Whoever dwells in the shelter of the Most High will rest in the shadow of the Almighty. ~Psalm 91:1
Much of my journey has been a learning to stop anxiously striving to do what God requires, and rather to rest in being who God wants me to be. I love this passage that a friend recently quoted on her blog:
“We pray that you’ll have the strength to stick it out over the long haul—not the grim strength of gritting your teeth but the glory-strength God gives. It is strength that endures the unendurable and spills over into joy, thanking the Father who makes us strong enough to take part in everything bright and beautiful that he has for us.” Colossians 1:11-12, The Message
That has been me—that gritting-your-teeth Christian, tired, tense, anxious, and miserable. But where do I find that “glory-strength” that “spills over into joy?” Sign me up, please!
The prophet Isaiah says, “But those who trust in the Lord will find new strength. They will soar high on wings like eagles. They will run and not grow weary. The will walk and not faint” (Isaiah 40:31).I heard that when an eagle is soaring on a wind current, it takes him no more energy than if he was sitting on his nest. Could it really be that easy?
I feel like my whole life I have been trying to battle God in order to convince Him to take care of me or give me what I think I need or even to help me to become what He wants me to be or to do what He wants me to do, when instead He is holding out to me the best gifts He can give me, saying, “Go ahead! Take it! Trust! Ask! I want to give this to you! I made it especially for you! I love you!” (Matthew 7:7-11).
Why do I cry out to Him, feeling incapable and insignificant, when He has given up His very own, only Son in order to restore a relationship with me? (John 3:16). When He sends His Holy Spirit to abide within me (John 14:26), how can I think that I am inadequate to accomplish the wonderful things He has planned for me? (Ephesians 2:10). Of course I am perfectly inadequate: that’s why He gives His Spirit to help me! Over and over in Scripture He reminds and reassures that He supplies what we are lacking. To Moses He says, “Who has made man’s mouth? Who makes him mute, or deaf, or seeing, or blind? Is it not I, the Lord? Now therefore go, and I will be with your mouth and teach you what you shall speak” (Exodus 4:11-12).
“Do not say, ‘I am only a youth’; for to all to whom I send you, you shall go, and whatever I command you, you shall speak. Do not be afraid of them, for I am with you to deliver you, declares the Lord. . . Behold, I have put my words in your mouth. See, I have set you this day over nations and over kingdoms, to pluck up and to break down, to destroy and to overthrow, to build and to plant” (Jeremiah 1:7-10).
Clearly, I am meant to see that nothing I do is to be of my own strength, but only by His grace working through me. So the oxymoron is that I rest and He works through me. My pastor stated it this way: “We are to rest in the reality that Christ is sufficient.” That just hits the nail on the head. Ultimately, all of my striving and worrying is no less than saying that I think I must take control, because I don’t trust God to have it under control; I don’t have faith that He can and will supply all that I need.

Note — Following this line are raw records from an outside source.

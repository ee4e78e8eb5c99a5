//! Command-line client for the snippet service.
//!
//! Drives the same cache, transfer and refresh paths an editor integration
//! uses, with a file on disk standing in for the active editor.

use std::sync::Arc;
use std::time::Duration;

use anyhow::{anyhow, Context};
use clap::Parser;
use snipdrop_client::config::{Command, Config};
use snipdrop_client::{
    DragPayload, DropLocation, FileEditor, HttpSnippetService, NodePath, SnippetGroups,
    SyncContext, TransferCoordinator,
};
use snipdrop_core::{display_text, Category, EditorHost, EditorSelection, FileInfo};
use tracing::info;
use tracing_subscriber::EnvFilter;

/// Editor host for commands that do not read a file.
struct NoEditor;

impl EditorHost for NoEditor {
    fn document_text(&self) -> Option<String> {
        None
    }

    fn selection(&self) -> Option<EditorSelection> {
        None
    }

    fn current_file(&self) -> Option<FileInfo> {
        None
    }
}

#[tokio::main]
async fn main() -> anyhow::Result<()> {
    // Initialize logging
    tracing_subscriber::fmt()
        .with_env_filter(
            EnvFilter::try_from_default_env().unwrap_or_else(|_| EnvFilter::new("info")),
        )
        .init();

    let config = Config::parse();

    info!("Starting snipdrop v{}", env!("CARGO_PKG_VERSION"));
    info!("  Service: {}", config.service_url());

    let service = HttpSnippetService::new(
        config.service_url(),
        Duration::from_secs(config.timeout_secs),
    )?;
    let sync = SyncContext::current(Arc::new(service))?;

    match config.command {
        Command::List => {
            let count = sync.refresh().join().await?;
            info!("Fetched {} snippets", count);
            print_groups(&sync.groups());
        }

        Command::Save {
            file,
            lines,
            category,
        } => {
            let editor = FileEditor::open(&file, lines, Some(config.project.clone()))
                .with_context(|| format!("Failed to read {}", file.display()))?;
            let fragment = editor.fragment();
            let coordinator = TransferCoordinator::new(&sync, Arc::new(editor));

            let target = drop_target(category);
            let snippet = coordinator
                .import(DragPayload::Text(fragment), &target)?
                .join()
                .await?;
            println!("Created snippet {} ({})", snippet.id, snippet.name.unwrap_or_default());
        }

        Command::Reclassify { id, category } => {
            sync.refresh().join().await?;

            let source = find_node(&sync.groups(), &id)
                .ok_or_else(|| anyhow!("Snippet {} is not listed in any category", id))?;
            let coordinator = TransferCoordinator::new(&sync, Arc::new(NoEditor));
            let bundle = coordinator
                .begin_drag(source)
                .ok_or_else(|| anyhow!("Snippet {} cannot be dragged", id))?;

            let target = drop_target(Some(category));
            let snippet = coordinator
                .import(DragPayload::Snippet(bundle.snippet), &target)?
                .join()
                .await?;
            println!("Reclassified snippet {}", snippet.id);
        }

        Command::Show { id } => {
            sync.refresh().join().await?;

            let snippet = sync
                .cache()
                .get(&id)
                .ok_or_else(|| anyhow!("Snippet not found: {}", id))?;
            println!("{}", display_text(&snippet)?);
        }
    }

    Ok(())
}

/// Drop location for a category given on the command line, or the empty
/// area of the view when none is given.
fn drop_target(category: Option<String>) -> DropLocation {
    match category {
        Some(tag) => DropLocation::Node(NodePath::category(Category::new(tag).normalized())),
        None => DropLocation::Elsewhere,
    }
}

fn find_node(groups: &SnippetGroups, id: &str) -> Option<NodePath> {
    groups.groups().iter().find_map(|group| {
        group
            .snippets
            .iter()
            .find(|descriptor| descriptor.id == id)
            .map(|descriptor| NodePath::snippet(group.category.clone(), descriptor.clone()))
    })
}

fn print_groups(groups: &SnippetGroups) {
    match groups {
        SnippetGroups::Empty => println!("No snippets"),
        SnippetGroups::Groups(groups) => {
            for group in groups {
                println!("{} ({})", group.category, group.snippets.len());
                for descriptor in &group.snippets {
                    println!("  {}  {}", descriptor.id, descriptor.label());
                }
            }
        }
    }
}
//! REST client for the snippet service.
//!
//! Every call maps transport failures to `SyncError::Connection`, non-success
//! statuses to `SyncError::Remote` and undecodable bodies to
//! `SyncError::Serialization`.

use std::time::Duration;

use async_trait::async_trait;
use reqwest::{Client, Response};
use serde::de::DeserializeOwned;
use serde::{Deserialize, Serialize};
use snipdrop_core::{
    Category, Classification, ConnectionContext, LineRange, Seed, Snippet, SnapshotOptions,
    SnippetService, SyncError, TrackedApplication,
};
use tracing::{debug, instrument};

#[derive(Serialize)]
struct ConnectRequest<'a> {
    application: &'a TrackedApplication,
}

#[derive(Deserialize)]
struct SnapshotResponse {
    #[serde(default)]
    iterable: Vec<Snippet>,
}

#[derive(Serialize)]
#[serde(rename_all = "camelCase")]
struct CreateSnippetRequest<'a> {
    application: &'a TrackedApplication,
    text: &'a str,
    name: Option<&'a str>,
    description: &'a str,
    #[serde(skip_serializing_if = "Option::is_none")]
    classification: Option<Classification>,
    file_path: Option<&'a str>,
    line_range: LineRange,
    mechanism: &'static str,
}

#[derive(Serialize)]
struct ReclassifyRequest<'a> {
    asset: &'a str,
    ext: &'a Category,
}

/// Snippet service client over HTTP/JSON.
pub struct HttpSnippetService {
    http: Client,
    base_url: String,
}

impl HttpSnippetService {
    pub fn new(base_url: impl Into<String>, timeout: Duration) -> Result<Self, SyncError> {
        let http = Client::builder()
            .timeout(timeout)
            .build()
            .map_err(|e| SyncError::Connection(format!("Failed to build HTTP client: {}", e)))?;

        Ok(Self {
            http,
            base_url: base_url.into().trim_end_matches('/').to_string(),
        })
    }

    fn url(&self, path: &str) -> String {
        format!("{}{}", self.base_url, path)
    }

    /// Check the status and decode a JSON body.
    async fn read_json<T: DeserializeOwned>(resp: Response, what: &str) -> Result<T, SyncError> {
        let status = resp.status();
        let body = resp
            .text()
            .await
            .map_err(|e| SyncError::Connection(format!("Failed to read {} response: {}", what, e)))?;

        if !status.is_success() {
            return Err(SyncError::Remote(format!("{} returned {}: {}", what, status, body)));
        }

        Ok(serde_json::from_str(&body)?)
    }
}

#[async_trait]
impl SnippetService for HttpSnippetService {
    #[instrument(skip(self), level = "debug")]
    async fn connect(&self, identity: TrackedApplication) -> Result<ConnectionContext, SyncError> {
        let resp = self
            .http
            .post(self.url("/connect"))
            .json(&ConnectRequest {
                application: &identity,
            })
            .send()
            .await
            .map_err(|e| SyncError::Connection(format!("Connect request failed: {}", e)))?;

        let context: ConnectionContext = Self::read_json(resp, "connect").await?;
        debug!("Connected as {:?} on {:?}", context.application.name, context.application.platform);
        Ok(context)
    }

    #[instrument(skip(self), level = "debug")]
    async fn snapshot(&self, options: SnapshotOptions) -> Result<Vec<Snippet>, SyncError> {
        let resp = self
            .http
            .get(self.url("/assets"))
            .query(&[
                ("transferables", options.transferables),
                ("suggested", options.suggested),
                ("pseudo", options.pseudo),
            ])
            .send()
            .await
            .map_err(|e| SyncError::Connection(format!("Snapshot request failed: {}", e)))?;

        let snapshot: SnapshotResponse = Self::read_json(resp, "snapshot").await?;
        debug!("Snapshot returned {} snippets", snapshot.iterable.len());
        Ok(snapshot.iterable)
    }

    #[instrument(skip(self, context, seed), level = "debug", fields(text_len = seed.text.len()))]
    async fn create_snippet(
        &self,
        context: &ConnectionContext,
        seed: &Seed,
    ) -> Result<Snippet, SyncError> {
        let request = CreateSnippetRequest {
            application: &context.application,
            text: &seed.text,
            name: seed.name.as_deref(),
            description: &seed.description,
            classification: seed.classification(),
            file_path: seed.file_path.as_deref(),
            line_range: seed.line_range,
            mechanism: "MANUAL",
        };

        let resp = self
            .http
            .post(self.url("/assets/create"))
            .query(&[("transferables", true)])
            .json(&request)
            .send()
            .await
            .map_err(|e| SyncError::Connection(format!("Create request failed: {}", e)))?;

        let snippet: Snippet = Self::read_json(resp, "create").await?;
        debug!("Created snippet {}", snippet.id);
        Ok(snippet)
    }

    #[instrument(skip(self), level = "debug")]
    async fn reclassify(&self, snippet_id: &str, category: &Category) -> Result<Snippet, SyncError> {
        let resp = self
            .http
            .post(self.url("/asset/reclassify"))
            .query(&[("transferables", false)])
            .json(&ReclassifyRequest {
                asset: snippet_id,
                ext: category,
            })
            .send()
            .await
            .map_err(|e| SyncError::Connection(format!("Reclassify request failed: {}", e)))?;

        let snippet: Snippet = Self::read_json(resp, "reclassify").await?;
        debug!("Reclassified snippet {} as {}", snippet.id, category);
        Ok(snippet)
    }
}
//! In-memory snippet service and fixtures for unit tests.

use std::sync::atomic::{AtomicBool, AtomicUsize, Ordering};
use std::sync::Mutex;

use async_trait::async_trait;
use chrono::{DateTime, TimeZone, Utc};
use snipdrop_core::{
    Category, Classification, ConnectionContext, Format, GenericClassification, Seed, Snippet,
    SnapshotOptions, SnippetService, SyncError, TrackedApplication,
};

pub(crate) fn at(secs: i64) -> DateTime<Utc> {
    Utc.timestamp_opt(secs, 0).single().unwrap()
}

pub(crate) fn snippet(id: &str, generic: GenericClassification, specific: &str, updated: i64) -> Snippet {
    Snippet {
        id: id.to_string(),
        name: Some(format!("{}.{}", id, specific)),
        original: Some(Format {
            id: format!("{}-original", id),
            classification: Classification::new(generic, specific),
            raw_text: Some(format!("content of {}", id)),
            raw_bytes: None,
            ocr_format_id: None,
        }),
        preview: None,
        formats: Vec::new(),
        updated: at(updated),
    }
}

pub(crate) fn code(id: &str, specific: &str, updated: i64) -> Snippet {
    snippet(id, GenericClassification::Code, specific, updated)
}

#[derive(Default)]
pub(crate) struct FakeService {
    pub snippets: Mutex<Vec<Snippet>>,
    pub seeds: Mutex<Vec<Seed>>,
    pub connects: AtomicUsize,
    pub fail_connect: AtomicBool,
    pub fail_remote: AtomicBool,
}

impl FakeService {
    pub fn with_snippets(snippets: Vec<Snippet>) -> Self {
        Self {
            snippets: Mutex::new(snippets),
            ..Default::default()
        }
    }

    fn check_remote(&self) -> Result<(), SyncError> {
        if self.fail_remote.load(Ordering::SeqCst) {
            return Err(SyncError::Remote("503 Service Unavailable".to_string()));
        }
        Ok(())
    }
}

#[async_trait]
impl SnippetService for FakeService {
    async fn connect(&self, identity: TrackedApplication) -> Result<ConnectionContext, SyncError> {
        self.connects.fetch_add(1, Ordering::SeqCst);
        if self.fail_connect.load(Ordering::SeqCst) {
            return Err(SyncError::Connection("connection refused".to_string()));
        }
        Ok(ConnectionContext {
            application: TrackedApplication {
                id: Some(format!("app-{}", self.connects.load(Ordering::SeqCst))),
                ..identity
            },
        })
    }

    async fn snapshot(&self, _options: SnapshotOptions) -> Result<Vec<Snippet>, SyncError> {
        self.check_remote()?;
        Ok(self.snippets.lock().unwrap().clone())
    }

    async fn create_snippet(
        &self,
        _context: &ConnectionContext,
        seed: &Seed,
    ) -> Result<Snippet, SyncError> {
        self.check_remote()?;
        let mut seeds = self.seeds.lock().unwrap();
        seeds.push(seed.clone());

        let classification = seed
            .classification()
            .unwrap_or_else(|| Classification::new(GenericClassification::Text, "txt"));
        let id = format!("created-{}", seeds.len());
        let snippet = Snippet {
            id: id.clone(),
            name: seed.name.clone(),
            original: Some(Format {
                id: format!("{}-original", id),
                classification,
                raw_text: Some(seed.text.clone()),
                raw_bytes: None,
                ocr_format_id: None,
            }),
            preview: None,
            formats: Vec::new(),
            updated: Utc::now(),
        };
        self.snippets.lock().unwrap().push(snippet.clone());
        Ok(snippet)
    }

    async fn reclassify(&self, snippet_id: &str, category: &Category) -> Result<Snippet, SyncError> {
        self.check_remote()?;
        let mut snippets = self.snippets.lock().unwrap();
        let snippet = snippets
            .iter_mut()
            .find(|s| s.id == snippet_id)
            .ok_or_else(|| SyncError::NotFound(snippet_id.to_string()))?;

        if let Some(original) = snippet.original.as_mut() {
            original.classification.specific = category.as_str().to_string();
        }
        snippet.updated = Utc::now();
        Ok(snippet.clone())
    }
}
use std::fmt;

use chrono::{DateTime, Utc};
use serde::{Deserialize, Serialize};

/// Specific classification tags the service understands.
///
/// Extension inference only yields a tag from this table; anything else
/// infers nothing.
pub const KNOWN_SPECIFICS: &[&str] = &[
    "bat", "c", "clj", "coffee", "cpp", "cs", "css", "dart", "el", "elm", "erl", "ex", "go", "groovy",
    "h", "hs", "html", "java", "js", "json", "jsx", "kt", "lua", "m", "md", "ml", "php", "pl", "ps1",
    "py", "r", "rb", "rs", "scala", "sh", "sql", "swift", "tex", "text", "toml", "ts", "tsx", "txt",
    "vb", "xml", "yaml", "yml",
];

/// Coarse content type of a snippet or one of its formats.
#[derive(Debug, Clone, Copy, PartialEq, Eq, Hash, Serialize, Deserialize)]
#[serde(rename_all = "UPPERCASE")]
pub enum GenericClassification {
    Code,
    Text,
    Image,
    #[serde(other)]
    Other,
}

impl GenericClassification {
    /// Whether snippets of this kind are shown in the category view.
    pub fn is_listable(self) -> bool {
        matches!(self, Self::Code | Self::Text | Self::Image)
    }

    /// Whether a format of this kind carries decodable text.
    pub fn is_textual(self) -> bool {
        matches!(self, Self::Code | Self::Text)
    }
}

/// A `(generic, specific)` classification pair as recorded by the service.
#[derive(Debug, Clone, PartialEq, Eq, Serialize, Deserialize)]
pub struct Classification {
    pub generic: GenericClassification,
    /// Fine-grained tag, usually a file extension or language id.
    pub specific: String,
}

impl Classification {
    pub fn new(generic: GenericClassification, specific: impl Into<String>) -> Self {
        Self {
            generic,
            specific: specific.into(),
        }
    }
}

/// Grouping key of the category view, wrapping a specific classification tag.
#[derive(Debug, Clone, PartialEq, Eq, Hash, PartialOrd, Ord, Serialize, Deserialize)]
#[serde(transparent)]
pub struct Category(String);

impl Category {
    pub fn new(tag: impl Into<String>) -> Self {
        Self(tag.into())
    }

    pub fn as_str(&self) -> &str {
        &self.0
    }

    /// Folds `"text"` into `"txt"` so plain text lands in a single bucket.
    ///
    /// The merge is one-directional; every other tag is returned unchanged.
    pub fn normalized(&self) -> Category {
        if self.0 == "text" {
            Category::new("txt")
        } else {
            self.clone()
        }
    }

    /// Whether this tag classifies content as plain text rather than code.
    pub fn is_plain_text(&self) -> bool {
        matches!(self.0.as_str(), "text" | "txt")
    }

    /// Safe lookup of a file extension against [`KNOWN_SPECIFICS`].
    pub fn from_extension(ext: &str) -> Option<Category> {
        let ext = ext.trim().trim_start_matches('.').to_ascii_lowercase();
        KNOWN_SPECIFICS
            .iter()
            .find(|known| **known == ext)
            .map(|known| Category::new(*known))
    }
}

impl fmt::Display for Category {
    fn fmt(&self, f: &mut fmt::Formatter<'_>) -> fmt::Result {
        f.write_str(&self.0)
    }
}

/// One independently identified content blob of a snippet.
#[derive(Debug, Clone, PartialEq, Serialize, Deserialize)]
#[serde(rename_all = "camelCase")]
pub struct Format {
    pub id: String,
    pub classification: Classification,
    /// Raw text of a string fragment, if this format carries one.
    #[serde(default)]
    pub raw_text: Option<String>,
    /// Raw file payload, one code point per element.
    #[serde(default)]
    pub raw_bytes: Option<Vec<u32>>,
    /// Id of the format holding the OCR result of an image analysis.
    #[serde(default)]
    pub ocr_format_id: Option<String>,
}

/// A captured piece of content with classification metadata.
#[derive(Debug, Clone, PartialEq, Serialize, Deserialize)]
#[serde(rename_all = "camelCase")]
pub struct Snippet {
    pub id: String,
    #[serde(default)]
    pub name: Option<String>,
    /// The original representation as captured.
    #[serde(default)]
    pub original: Option<Format>,
    /// The fallback preview representation.
    #[serde(default)]
    pub preview: Option<Format>,
    #[serde(default)]
    pub formats: Vec<Format>,
    pub updated: DateTime<Utc>,
}

/// Lightweight `{id, name}` view of a snippet, used by the category view.
#[derive(Debug, Clone, PartialEq, Eq, Hash)]
pub struct SnippetDescriptor {
    pub id: String,
    pub name: Option<String>,
}

impl SnippetDescriptor {
    pub fn label(&self) -> &str {
        self.name.as_deref().unwrap_or_default()
    }
}

impl From<&Snippet> for SnippetDescriptor {
    fn from(snippet: &Snippet) -> Self {
        Self {
            id: snippet.id.clone(),
            name: snippet.name.clone(),
        }
    }
}

/// Inclusive, zero-based line range of a fragment within its document.
#[derive(Debug, Clone, Copy, PartialEq, Eq, Serialize, Deserialize)]
pub struct LineRange {
    pub start: usize,
    pub end: usize,
}

impl LineRange {
    pub fn new(start: usize, end: usize) -> Self {
        Self { start, end }
    }

    /// Range covering every line of `text` once trailing whitespace is trimmed.
    ///
    /// An empty document still spans one line.
    pub fn whole_document(text: &str) -> Self {
        let lines = text.trim_end().lines().count().max(1);
        Self::new(0, lines - 1)
    }

    /// Human-readable, one-based form: `line N` or `lines N-M`.
    pub fn describe(&self) -> String {
        let (start, end) = (self.start + 1, self.end + 1);
        if start == end {
            format!("line {}", start)
        } else {
            format!("lines {}-{}", start, end)
        }
    }
}

/// A transient request to create a new snippet.
#[derive(Debug, Clone, PartialEq, Serialize, Deserialize)]
#[serde(rename_all = "camelCase")]
pub struct Seed {
    pub text: String,
    pub name: Option<String>,
    pub description: String,
    pub extension: Option<Category>,
    pub file_path: Option<String>,
    pub line_range: LineRange,
}

impl Seed {
    /// Classification the new snippet is created with.
    ///
    /// Plain-text tags classify as `Text`, any other tag as `Code`, and no tag
    /// omits the classification entirely.
    pub fn classification(&self) -> Option<Classification> {
        self.extension.as_ref().map(|ext| {
            let generic = if ext.is_plain_text() {
                GenericClassification::Text
            } else {
                GenericClassification::Code
            };
            Classification::new(generic, ext.as_str())
        })
    }
}

#[derive(Debug, Clone, Copy, PartialEq, Eq, Serialize, Deserialize)]
#[serde(rename_all = "UPPERCASE")]
pub enum ApplicationName {
    Unknown,
    #[serde(other)]
    Other,
}

#[derive(Debug, Clone, Copy, PartialEq, Eq, Serialize, Deserialize)]
#[serde(rename_all = "UPPERCASE")]
pub enum Platform {
    Linux,
    Macos,
    Windows,
    #[serde(other)]
    Unknown,
}

impl Platform {
    /// Platform of the running host.
    pub fn current() -> Self {
        if cfg!(target_os = "linux") {
            Self::Linux
        } else if cfg!(target_os = "macos") {
            Self::Macos
        } else if cfg!(target_os = "windows") {
            Self::Windows
        } else {
            Self::Unknown
        }
    }
}

/// Identity descriptor sent to, and echoed back by, the service.
#[derive(Debug, Clone, PartialEq, Eq, Serialize, Deserialize)]
pub struct TrackedApplication {
    #[serde(default, skip_serializing_if = "Option::is_none")]
    pub id: Option<String>,
    pub name: ApplicationName,
    pub version: String,
    pub platform: Platform,
}

impl TrackedApplication {
    /// The descriptor this client identifies itself with.
    pub fn local() -> Self {
        Self {
            id: None,
            name: ApplicationName::Unknown,
            version: "unknown".to_string(),
            platform: Platform::current(),
        }
    }
}

/// Established identity with the service.
#[derive(Debug, Clone, PartialEq, Eq, Serialize, Deserialize)]
pub struct ConnectionContext {
    pub application: TrackedApplication,
}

Dietrich Bonhoeffer tells us that those who know Jesus find that strength and joy come in following and trusting, resting under the yoke of His commands.
“Those who follow Jesus’ commandment entirely, who let Jesus’ yoke rest on them without resistance, will find the burden they must bear to be light. In the gentle pressure of this yoke they will receive the strength to walk the right path without becoming weary.…Where will the call to discipleship lead those who follow it? What decisions and painful separations will it entail? We must take this question to him who alone knows the answer. Only Jesus Christ, who bids us follow him, knows where the path will lead. But we know that it will be a path full of mercy beyond measure. Discipleship is joy.”